After the initial keynote packed the house in the smaller seminar room (Sue and I were sitting on the stairs along with dozens of other people) they moved the morning keynote speeches to an amphitheatre, complete with spotty sound system and microphone. (I, on the other hand, delivered mine behind coconut cream pie... personally, I like my setup better!) When we walked out of the amphitheatre the first day, we walked down the halls, which had Greek flags hanging from the ceiling for all the sorority girls and frat boys. (Yes... the irony of discussing anti-frat boy Buffy eps like "Reptile Boy" and "Selfless" in an institution that was glorifying them was not lost on me.) In Canada, sororities and fraternities aren't celebrated in quite the same way. They exist, sort of, but they don't have their own houses. I still remember the first time I went to Georgia and we drove around to see the gorgeous mansions with the big Greek signs on the front lawns, and that was when I understood WHY people want to get into them. But anyway... my favourite moment in the hallway at Henderson was finding the pictures of "Miss HSU." I have no idea if a pageant is involved (I SO hope it is) but in these pictures the gals all have gigantic hair with tiaras glued in there, and big shiny dresses and the wide-eyed fake smiles that make the photos absolutely perfect. Sue and I snapped some photos (sadly, the photos were on her camera, and I don't have copies, so I can't post them yet... but I will).
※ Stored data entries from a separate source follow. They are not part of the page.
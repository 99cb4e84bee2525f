use async_trait::async_trait;
use chrono::{DateTime, Utc};
use std::collections::HashMap;
use tokio::sync::Mutex;

use crate::error::StoreError;
use crate::types::{EventId, OutboxEvent, OutboxStatus};

/// State change recorded against a claimed (`SENDING`) row.
#[derive(Debug, Clone, PartialEq)]
pub enum Transition {
    /// Terminal success, or an intentionally acknowledged no-op.
    Sent { marker: Option<String> },
    /// Back to `PENDING` until `next_retry_at`.
    Reschedule {
        retries: u32,
        next_retry_at: DateTime<Utc>,
        last_error: String,
    },
    /// Terminal failure; the retry budget is spent.
    Dead { retries: u32, last_error: String },
}

impl Transition {
    pub fn status(&self) -> OutboxStatus {
        match self {
            Transition::Sent { .. } => OutboxStatus::Sent,
            Transition::Reschedule { .. } => OutboxStatus::Pending,
            Transition::Dead { .. } => OutboxStatus::Dead,
        }
    }

    pub(crate) fn apply_to(&self, event: &mut OutboxEvent, now: DateTime<Utc>) {
        event.status = self.status();
        event.updated_at = now;
        match self {
            Transition::Sent { marker } => {
                event.next_retry_at = None;
                event.last_error = marker.clone();
            }
            Transition::Reschedule {
                retries,
                next_retry_at,
                last_error,
            } => {
                event.retries = *retries;
                event.next_retry_at = Some(*next_retry_at);
                event.last_error = Some(last_error.clone());
            }
            Transition::Dead { retries, last_error } => {
                event.retries = *retries;
                event.next_retry_at = None;
                event.last_error = Some(last_error.clone());
            }
        }
    }
}

/// Durable outbox table. The single source of truth for event status.
#[async_trait]
pub trait OutboxStore: Send + Sync {
    /// Up to `limit` pending rows whose type starts with `namespace` and
    /// whose `next_retry_at` is unset or not after `now`, oldest first.
    async fn fetch_due(
        &self,
        namespace: &str,
        now: DateTime<Utc>,
        limit: usize,
    ) -> Result<Vec<OutboxEvent>, StoreError>;

    /// Atomically move a row from `PENDING` to `SENDING`.
    ///
    /// Returns `false` when the row is no longer pending.
    async fn claim(&self, id: &EventId, now: DateTime<Utc>) -> Result<bool, StoreError>;

    /// Record the outcome of a handling attempt.
    ///
    /// Returns `false` when the row is no longer `SENDING`, e.g. because it
    /// was recovered as stale and picked up elsewhere.
    async fn resolve(
        &self,
        id: &EventId,
        transition: &Transition,
        now: DateTime<Utc>,
    ) -> Result<bool, StoreError>;

    /// Return rows stuck in `SENDING` since before `stale_before` to `PENDING`.
    async fn recover_stale(
        &self,
        namespace: &str,
        stale_before: DateTime<Utc>,
        now: DateTime<Utc>,
    ) -> Result<u64, StoreError>;
}

/// Marker written to `last_error` by stale recovery.
pub const STALE_MARKER: &str = "stale sending";

/// In-memory outbox for tests and single-process deployments.
#[derive(Default)]
pub struct InMemoryOutbox {
    rows: Mutex<HashMap<EventId, OutboxEvent>>,
}

impl InMemoryOutbox {
    pub fn new() -> Self {
        Self::default()
    }

    /// Enqueue an event, replacing any row with the same id.
    pub async fn insert(&self, event: OutboxEvent) {
        self.rows.lock().await.insert(event.id.clone(), event);
    }

    pub async fn get(&self, id: &EventId) -> Option<OutboxEvent> {
        self.rows.lock().await.get(id).cloned()
    }

    /// All rows, oldest first.
    pub async fn snapshot(&self) -> Vec<OutboxEvent> {
        let mut rows: Vec<_> = self.rows.lock().await.values().cloned().collect();
        rows.sort_by(|a, b| a.created_at.cmp(&b.created_at).then_with(|| a.id.cmp(&b.id)));
        rows
    }
}

#[async_trait]
impl OutboxStore for InMemoryOutbox {
    async fn fetch_due(
        &self,
        namespace: &str,
        now: DateTime<Utc>,
        limit: usize,
    ) -> Result<Vec<OutboxEvent>, StoreError> {
        let rows = self.rows.lock().await;
        let mut due: Vec<OutboxEvent> = rows
            .values()
            .filter(|e| e.event_type.starts_with(namespace) && e.is_due(now))
            .cloned()
            .collect();
        due.sort_by(|a, b| a.created_at.cmp(&b.created_at).then_with(|| a.id.cmp(&b.id)));
        due.truncate(limit);
        Ok(due)
    }

    async fn claim(&self, id: &EventId, now: DateTime<Utc>) -> Result<bool, StoreError> {
        let mut rows = self.rows.lock().await;
        let row = rows.get_mut(id).ok_or_else(|| StoreError::NotFound(id.clone()))?;
        if row.status != OutboxStatus::Pending {
            return Ok(false);
        }
        row.status = OutboxStatus::Sending;
        row.updated_at = now;
        Ok(true)
    }

    async fn resolve(
        &self,
        id: &EventId,
        transition: &Transition,
        now: DateTime<Utc>,
    ) -> Result<bool, StoreError> {
        let mut rows = self.rows.lock().await;
        let row = rows.get_mut(id).ok_or_else(|| StoreError::NotFound(id.clone()))?;
        if row.status != OutboxStatus::Sending {
            return Ok(false);
        }
        transition.apply_to(row, now);
        Ok(true)
    }

    async fn recover_stale(
        &self,
        namespace: &str,
        stale_before: DateTime<Utc>,
        now: DateTime<Utc>,
    ) -> Result<u64, StoreError> {
        let mut rows = self.rows.lock().await;
        let mut recovered = 0;
        for row in rows.values_mut() {
            if row.status == OutboxStatus::Sending
                && row.event_type.starts_with(namespace)
                && row.updated_at < stale_before
            {
                row.status = OutboxStatus::Pending;
                row.updated_at = now;
                row.last_error = Some(STALE_MARKER.to_string());
                recovered += 1;
            }
        }
        Ok(recovered)
    }
}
I went into the smallish bookstore on campuses (at the universities I went to, the bookstores were the size of department stores). There were probably 15 or 20 people in the store, and you could tell where the Buffy books were because they were all crowded around one small area. It was a thrill to see my books in amongst the more scholarly ones (and people actually looking at -- and buying -- my book... bonus!) Because I couldn't get anywhere near the display, I instead went over to the fiction books and found this one, called Attack of the Theatre People. This was the back cover copy:
It is 1986, and aspiring actor Edward Zanni has been kicked out of drama school for being “too jazz hands for Juilliard.” Mortified, Edward heads out into the urban jungle of eighties New York City and finally lands a job as a “party motivator” who gets thirteen-year-olds to dance at bar mitzvahs and charms businesspeople as a “stealth guest” at corporate events. When he accidentally gets caught up in insider trading with a handsome stockbroker named Chad, only the help of his crew from How I Paid for College can rescue him from a stretch in Club Fed.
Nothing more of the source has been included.